J’observe que la grande majorité des personnes qui se disent « en chemin spirituel », « éveillées », « sur la voie de la conscience » ou animées par le désir ardent de manifester leur unicité en ce monde vivent des difficultés matérielles récurrentes : pénurie de ressources, manque de moyens financiers, isolement social, voire une certaine forme de marginalisation rendant de plus en plus compliquée la poursuite de leurs ambitions intimes. En effet, avec une insatisfaction pérenne des besoins fondamentaux, avec une peur lancinante du manque chevillée au corps, il peut être ardu de s’offrir sans frein ni arrières pensées aux impulsions du Feu de l’Esprit en soi ou, du moins, à ce qui stimule l’enthousiasme naturel.
On pourra me rétorquer que des millions d’autres humains englués dans les affres d’une existence « matérialiste » et duelle, qui ne déclarent aucun accès aux « mondes subtils », aucune vision unitaire, aucune aptitude à l’accompagnement d’autrui, aucun élan vers l’exercice de thérapies dites alternatives, aucune prétention à quelque transcendance que ce soit, aucune relation privilégiée avec leur âme, l’Univers ou que sais-je encore, expérimentent les mêmes types de difficultés.
C’est justement cela qui pose question.
Comment peuvent cohabiter, dans une conscience individuelle, à la fois l’idée d’un Univers pourvoyeur d’une infinie abondance et d’une parfaite intelligence et celle d’un quotidien sans cesse fait de restrictions, de calculs, de renoncements subis, de peur du vide et d’une crainte du lendemain plus ou moins latente ?
Comment peut-on évoquer, souvent avec emphase d’ailleurs, sa soif de service, sa pleine relation au Grand Tout, au Cosmos, à l’Univers, à la Source et puis, l’instant d’après, se torturer la tête pour savoir comment, diable, boucler la fin du mois ?
Pour un jeune esprit méconnaissant les lois universelles et percevant peut-être l’Humanité comme une jungle hostile dans laquelle seuls les plus forts et les plus avisés s’en sortent, il n’y a aucune incohérence à adopter les principes archaïques de la survie, parce que ses croyances résonnent avec son expérience.

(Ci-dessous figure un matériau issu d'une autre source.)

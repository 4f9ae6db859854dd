use crate::utils::error::{BackupError, Result};
use std::future::Future;
use std::sync::Arc;
use tokio::sync::{OwnedSemaphorePermit, Semaphore};
use tokio_util::sync::CancellationToken;

/// Counting admission gate shared by the workers of one fan-out phase.
///
/// A permit is held for the whole unit of work and released on drop, so it
/// is returned on every exit path including errors and early returns.
#[derive(Debug, Clone)]
pub struct AdmissionGate {
    semaphore: Arc<Semaphore>,
}

impl AdmissionGate {
    pub fn new(capacity: usize) -> Self {
        Self {
            semaphore: Arc::new(Semaphore::new(capacity.max(1))),
        }
    }

    /// Waits for a free slot, giving up when the run is cancelled.
    pub async fn admit(&self, cancel: &CancellationToken) -> Result<OwnedSemaphorePermit> {
        tokio::select! {
            biased;
            _ = cancel.cancelled() => Err(BackupError::Cancelled),
            permit = self.semaphore.clone().acquire_owned() => {
                permit.map_err(|_| BackupError::Cancelled)
            }
        }
    }
}

/// Races a blocking call against the run's cancellation signal.
pub async fn cancellable<T, F>(cancel: &CancellationToken, fut: F) -> Result<T>
where
    F: Future<Output = Result<T>>,
{
    tokio::select! {
        biased;
        _ = cancel.cancelled() => Err(BackupError::Cancelled),
        result = fut => result,
    }
}

#[cfg(test)]
mod tests {
    use super::*;
    use std::time::Duration;

    #[tokio::test]
    async fn test_gate_limits_outstanding_permits() {
        let gate = AdmissionGate::new(2);
        let cancel = CancellationToken::new();

        let first = gate.admit(&cancel).await.unwrap();
        let _second = gate.admit(&cancel).await.unwrap();

        let third = tokio::time::timeout(Duration::from_millis(20), gate.admit(&cancel)).await;
        assert!(third.is_err(), "third permit must wait for a release");

        drop(first);
        assert!(gate.admit(&cancel).await.is_ok());
    }

    #[tokio::test]
    async fn test_admit_returns_cancelled_while_waiting() {
        let gate = AdmissionGate::new(1);
        let cancel = CancellationToken::new();
        let _held = gate.admit(&cancel).await.unwrap();

        let waiter = {
            let gate = gate.clone();
            let cancel = cancel.clone();
            tokio::spawn(async move { gate.admit(&cancel).await })
        };
        cancel.cancel();

        let result = waiter.await.unwrap();
        assert!(matches!(result, Err(BackupError::Cancelled)));
    }

    #[tokio::test]
    async fn test_cancellable_aborts_pending_call() {
        let cancel = CancellationToken::new();
        cancel.cancel();

        let result: Result<()> = cancellable(&cancel, std::future::pending()).await;
        assert!(matches!(result, Err(BackupError::Cancelled)));
    }
}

En revanche, pour celles et ceux qui se disent « conscients », « connectés », « en gratitude », où est la cohérence ? Comment éclairer, guider, inspirer, transmettre, accompagner autrui si, soi-même, on n’a pas soldé la peur de manquer qui, en clair, découle d’une croyance d’une densité immonde : « l’Univers, l’Intelligence céleste, malgré tous mes efforts pour me convaincre du contraire, n’a que faire de moi, me laissera mourir de faim, ne viendra pas à mon secours et ne sait d’ailleurs probablement même pas que j’existe » ?
Chers amis, si la pensée du manque vous hante, si l’expérience correspondante vous accable, il vous faut aller en examiner la croyance-mère, laisser courageusement toute son horrible plénitude remonter à la surface de votre conscience, sans quoi vous ne chercherez toujours qu’à en anesthésier les effets par mille et un subterfuges et remèdes qui jamais ne tiennent bien longtemps. La cohérence, l’intégrité sont à ce prix.